A partir da hora de jantar, deve “evitar uma série de coisas que se continua a fazer por causa das pressões de trabalho, como estar no computador a acabar um trabalho para o dia seguinte”, exemplifica.
É fundamental também deixar de lado dispositivos eletrónicos, como os telemóveis. Além disso, é importante “promover um ambiente mais calmo, em família, com pouca luz”, aponta.
“Ler é um ótimo indutor de sono”, para quem gosta de o fazer, sugere a pneumologista.

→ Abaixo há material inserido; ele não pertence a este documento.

//! Line classification.
//!
//! Each sanitized line carries at most one fact. `classify` runs a fixed,
//! ordered table of recognisers and returns the first hit; anything no rule
//! claims is `LineKind::Text` and left to the flight matcher.

use std::sync::LazyLock;

use regex::Regex;

use crate::domain::{AirportCode, Cabin, Direction, Route, TimeToken, TravelDate};

static JOURNEY_HEADER_RE: LazyLock<Regex> = LazyLock::new(|| {
    Regex::new(r"(?i)^flight\s+(\d{1,2})(?:\s+of\s+\d{1,2})?\b\s*[:\-–—]?\s*(.*)$")
        .expect("static regex must compile")
});

static SECTION_HEADER_RE: LazyLock<Regex> = LazyLock::new(|| {
    Regex::new(r"(?i)^(departure|depart|return|outbound|inbound)\b\s*[:\-–—]?\s*(.*)$")
        .expect("static regex must compile")
});

static DEPARTS_RE: LazyLock<Regex> = LazyLock::new(|| {
    Regex::new(r"(?i)^depart(?:s|ing)\b").expect("static regex must compile")
});

static ARRIVES_RE: LazyLock<Regex> = LazyLock::new(|| {
    Regex::new(r"(?i)^arriv(?:es|ing|al)\b").expect("static regex must compile")
});

static AIRPORT_RE: LazyLock<Regex> =
    LazyLock::new(|| Regex::new(r"\(([A-Z]{3})\)").expect("static regex must compile"));

static ROUTE_JOINER_RE: LazyLock<Regex> = LazyLock::new(|| {
    Regex::new(r"(?i)\)\s*.*?(?:\bto\b|→|–|—)").expect("static regex must compile")
});

static CABIN_LETTER_RE: LazyLock<Regex> = LazyLock::new(|| {
    Regex::new(r"^\s*(?:[Cc]lass|[Cc]abin)?\s*[:\-]?\s*\(([A-Z]{1,2})\)").expect("static regex must compile")
});

static HOURS_RE: LazyLock<Regex> = LazyLock::new(|| {
    Regex::new(
        r"(?i)^(?:(?:total\s+)?(?:travel\s+)?(?:duration|time)\s*:?\s*)?(\d{1,2})\s*h(?:ours?|rs?)?\.?(?:\s*(\d{1,2})\s*m(?:in(?:utes?|s)?)?\.?)?$",
    )
    .expect("static regex must compile")
});

static MINUTES_RE: LazyLock<Regex> = LazyLock::new(|| {
    Regex::new(r"(?i)^(?:(?:travel\s+)?(?:duration|time)\s*:?\s*)?(\d{1,3})\s*m(?:in(?:utes?|s)?)?\.?$")
        .expect("static regex must compile")
});

/// What a single sanitized line says.
#[derive(Debug, Clone, Copy, PartialEq)]
pub enum LineKind {
    /// "Flight 2", "Flight 2 · Sat, Oct 4"
    JourneyHeader {
        number: u8,
        date: Option<TravelDate>,
    },
    /// "New York (JFK) to Paris (CDG) on Fri, Oct 3"
    RouteHeader {
        route: Route,
        date: Option<TravelDate>,
    },
    /// "Depart · Fri, Oct 3", "Return"
    SectionHeader {
        direction: Direction,
        date: Option<TravelDate>,
    },
    /// "Departs Fri, Oct 3"
    DepartsOn(TravelDate),
    /// "Arrives Sat, Oct 4"
    ArrivesOn(TravelDate),
    /// A bare date
    DateOnly(TravelDate),
    Time(TimeToken),
    Airport(AirportCode),
    /// "Economy (Y)", "Business"
    Cabin {
        cabin: Cabin,
        letter: Option<char>,
    },
    /// Flight duration in minutes
    Duration(u32),
    Text,
}

impl LineKind {
    /// Lines that end whatever segment is being scanned.
    pub fn is_boundary(&self) -> bool {
        matches!(
            self,
            LineKind::JourneyHeader { .. } | LineKind::SectionHeader { .. }
        )
    }
}

type Rule = fn(&str) -> Option<LineKind>;

/// Recognisers in priority order.
const RULES: &[(&str, Rule)] = &[
    ("journey_header", journey_header),
    ("route_header", route_header),
    ("section_header", section_header),
    ("departs_on", departs_on),
    ("arrives_on", arrives_on),
    ("date_only", date_only),
    ("time", time),
    ("airport", airport),
    ("cabin", cabin),
    ("duration", duration),
];

/// Classify a sanitized line.
///
/// ```
/// use itinerary_gds::parser::{LineKind, classify};
///
/// assert!(matches!(classify("6:00 pm"), LineKind::Time(_)));
/// assert!(matches!(classify("Paris (CDG)"), LineKind::Airport(_)));
/// assert!(matches!(classify("Air France 7"), LineKind::Text));
/// ```
pub fn classify(line: &str) -> LineKind {
    let line = line.trim();
    RULES
        .iter()
        .find_map(|(_, rule)| rule(line))
        .unwrap_or(LineKind::Text)
}

/// Name of the rule that claims a line, for diagnostics.
pub fn rule_name(line: &str) -> &'static str {
    let line = line.trim();
    RULES
        .iter()
        .find(|(_, rule)| rule(line).is_some())
        .map_or("text", |(name, _)| name)
}

/// First parenthesised airport code in a line.
pub fn airport_in(line: &str) -> Option<AirportCode> {
    AIRPORT_RE
        .captures(line)
        .and_then(|caps| AirportCode::parse(&caps[1]).ok())
}

/// Whether the rest of a header line is empty or a date.
fn header_date(rest: &str) -> Option<Option<TravelDate>> {
    let rest = rest.trim();
    if rest.is_empty() {
        return Some(None);
    }
    TravelDate::parse_exact(rest).map(Some)
}

fn journey_header(line: &str) -> Option<LineKind> {
    let caps = JOURNEY_HEADER_RE.captures(line)?;
    let number: u8 = caps[1].parse().ok()?;
    let date = header_date(&caps[2])?;
    Some(LineKind::JourneyHeader { number, date })
}

fn route_header(line: &str) -> Option<LineKind> {
    let mut codes = AIRPORT_RE.captures_iter(line);
    let origin = AirportCode::parse(&codes.next()?[1]).ok()?;
    let dest = AirportCode::parse(&codes.next()?[1]).ok()?;
    if !ROUTE_JOINER_RE.is_match(line) || TimeToken::find(line).is_some() {
        return None;
    }
    Some(LineKind::RouteHeader {
        route: Route { origin, dest },
        date: TravelDate::find_in(line),
    })
}

fn section_header(line: &str) -> Option<LineKind> {
    let caps = SECTION_HEADER_RE.captures(line)?;
    let rest = &caps[2];
    if TimeToken::find(rest).is_some() || airport_in(rest).is_some() {
        return None;
    }
    let keyword = caps[1].to_ascii_lowercase();
    let direction = if keyword == "return" || keyword == "inbound" {
        Direction::Inbound
    } else {
        Direction::Outbound
    };
    Some(LineKind::SectionHeader {
        direction,
        date: TravelDate::find_in(rest),
    })
}

fn departs_on(line: &str) -> Option<LineKind> {
    if !DEPARTS_RE.is_match(line) || TimeToken::find(line).is_some() {
        return None;
    }
    TravelDate::find_in(line).map(LineKind::DepartsOn)
}

fn arrives_on(line: &str) -> Option<LineKind> {
    if !ARRIVES_RE.is_match(line) || TimeToken::find(line).is_some() {
        return None;
    }
    TravelDate::find_in(line).map(LineKind::ArrivesOn)
}

fn date_only(line: &str) -> Option<LineKind> {
    TravelDate::parse_exact(line).map(LineKind::DateOnly)
}

fn time(line: &str) -> Option<LineKind> {
    TimeToken::find(line).map(LineKind::Time)
}

fn airport(line: &str) -> Option<LineKind> {
    airport_in(line).map(LineKind::Airport)
}

fn cabin(line: &str) -> Option<LineKind> {
    let (cabin, len) = Cabin::match_prefix(line)?;
    let rest = &line[len..];
    let letter = CABIN_LETTER_RE
        .captures(rest)
        .and_then(|caps| caps[1].chars().next());
    Some(LineKind::Cabin { cabin, letter })
}

fn duration(line: &str) -> Option<LineKind> {
    if let Some(caps) = HOURS_RE.captures(line) {
        let hours: u32 = caps[1].parse().ok()?;
        let minutes: u32 = caps.get(2).map_or(Some(0), |m| m.as_str().parse().ok())?;
        return (minutes < 60).then_some(LineKind::Duration(hours * 60 + minutes));
    }
    let caps = MINUTES_RE.captures(line)?;
    caps[1].parse().ok().map(LineKind::Duration)
}

#[cfg(test)]
mod tests {
    use super::*;
    use chrono::{Month, Weekday};

    fn oct(day: u32) -> TravelDate {
        TravelDate::new(day, Month::October).unwrap()
    }

    fn ap(s: &str) -> AirportCode {
        AirportCode::parse(s).unwrap()
    }

    #[test]
    fn journey_headers() {
        assert_eq!(
            classify("Flight 2"),
            LineKind::JourneyHeader {
                number: 2,
                date: None
            }
        );
        match classify("Flight 1 of 3 · Fri, Oct 3") {
            LineKind::JourneyHeader { number, date } => {
                assert_eq!(number, 1);
                assert_eq!(date.map(|d| d.to_string()), Some("03OCT".to_string()));
            }
            other => panic!("unexpected {other:?}"),
        }
        // Trailing prose is not a header
        assert_eq!(rule_name("Flight 2 is delayed"), "text");
    }

    #[test]
    fn route_headers() {
        match classify("New York (JFK) to Paris (CDG) on Fri, Oct 3") {
            LineKind::RouteHeader { route, date } => {
                assert_eq!(route.origin, ap("JFK"));
                assert_eq!(route.dest, ap("CDG"));
                assert_eq!(date, Some(oct(3).with_weekday(Weekday::Fri)));
            }
            other => panic!("unexpected {other:?}"),
        }
        // Two codes but no joiner
        assert_eq!(rule_name("(JFK) (CDG)"), "airport");
    }

    #[test]
    fn section_headers() {
        assert_eq!(
            classify("Return"),
            LineKind::SectionHeader {
                direction: Direction::Inbound,
                date: None
            }
        );
        match classify("Depart · Fri, Oct 3") {
            LineKind::SectionHeader { direction, date } => {
                assert_eq!(direction, Direction::Outbound);
                assert_eq!(date, Some(oct(3).with_weekday(Weekday::Fri)));
            }
            other => panic!("unexpected {other:?}"),
        }
        assert_eq!(rule_name("Inbound flight"), "section_header");
        // A departure time is not a section
        assert_eq!(rule_name("Departure 6:00 pm"), "time");
    }

    #[test]
    fn departs_and_arrives() {
        let departs = classify("Departs Fri, Oct 3");
        assert!(matches!(departs, LineKind::DepartsOn(d) if d.day() == 3));
        let arrives = classify("Arrives Sat, Oct 4");
        assert!(matches!(arrives, LineKind::ArrivesOn(d) if d.day() == 4));
        assert!(matches!(classify("Arrival: 4 October"), LineKind::ArrivesOn(_)));
        assert_eq!(rule_name("Arrives 7:15 am"), "time");
    }

    #[test]
    fn bare_dates() {
        assert!(matches!(classify("Sat, Oct 4"), LineKind::DateOnly(d) if d.day() == 4));
    }

    #[test]
    fn times_and_airports() {
        assert!(matches!(classify("11:30 pm"), LineKind::Time(t) if t.time.hour() == 23));
        assert_eq!(
            classify("Charles de Gaulle (CDG)"),
            LineKind::Airport(ap("CDG"))
        );
        assert_eq!(airport_in("Roma (FCO) Terminal 3"), Some(ap("FCO")));
        assert_eq!(airport_in("Roma (Fco)"), None);
    }

    #[test]
    fn cabins() {
        assert_eq!(
            classify("Economy (Y)"),
            LineKind::Cabin {
                cabin: Cabin::Economy,
                letter: Some('Y')
            }
        );
        assert_eq!(
            classify("Premium Economy"),
            LineKind::Cabin {
                cabin: Cabin::Premium,
                letter: None
            }
        );
        assert_eq!(
            classify("Business (JC)"),
            LineKind::Cabin {
                cabin: Cabin::Business,
                letter: Some('J')
            }
        );
        assert_eq!(
            classify("First class (F)"),
            LineKind::Cabin {
                cabin: Cabin::First,
                letter: Some('F')
            }
        );
        // "First" must be a whole word
        assert_eq!(rule_name("Firstline 12"), "text");
    }

    #[test]
    fn durations() {
        assert_eq!(classify("7h 15m"), LineKind::Duration(435));
        assert_eq!(classify("Travel time: 7 hr 15 min"), LineKind::Duration(435));
        assert_eq!(classify("2 hours"), LineKind::Duration(120));
        assert_eq!(classify("55 min"), LineKind::Duration(55));
        assert_eq!(rule_name("1 hr 35 min layover"), "text");
    }

    #[test]
    fn flight_lines_stay_text() {
        assert_eq!(classify("Air France 7"), LineKind::Text);
        assert_eq!(classify("AF 1204"), LineKind::Text);
        assert!(classify("Flight 1").is_boundary());
        assert!(classify("Return").is_boundary());
    }
}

A médica aconselha ainda que dê algumas pistas ao cérebro que “está na hora de dormir”. Vestir o pijama “e escovar os dentes” podem ser algumas dessas pistas.
Vânia Caldeira considera ainda relevante usar o quarto apenas para dormir, ou seja, “ir para o quarto apenas quando se tem sono”, “não ter televisão no quarto”, “não estar ao telemóvel”, nem “levar o computador para a cama”. Segundo a especialista do sono, todas essas práticas passam “mensagens erradas ao nosso cérebro”.
No quarto, “ter um bom isolamento” e um ambiente “sem som” e “sem luz”, também promove “a qualidade de sono”.
Privação de sono: quais os perigos para a saúde?
Segundo Vânia Caldeira, não ter um sono de qualidade e em quantidade suficiente acarreta um “risco cardiovascular” acrescido, “que se traduz na mortalidade de forma direta, através do risco de infarto e de arritmia”, por exemplo.
Noutro plano, é comum pessoas “hipertensas” e “diabéticas” terem “alguma patologia do sono, como uma apneia do sono”, e/ou estarem “privadas de sono”.
Para mais, “a saúde mental também está muito ligada ao sono”, salienta a pneumologista. “As pessoas que não dormem bem têm mais índices de depressão e de ansiedade” e, por norma, quem tem depressão ou ansiedade também dorme pior.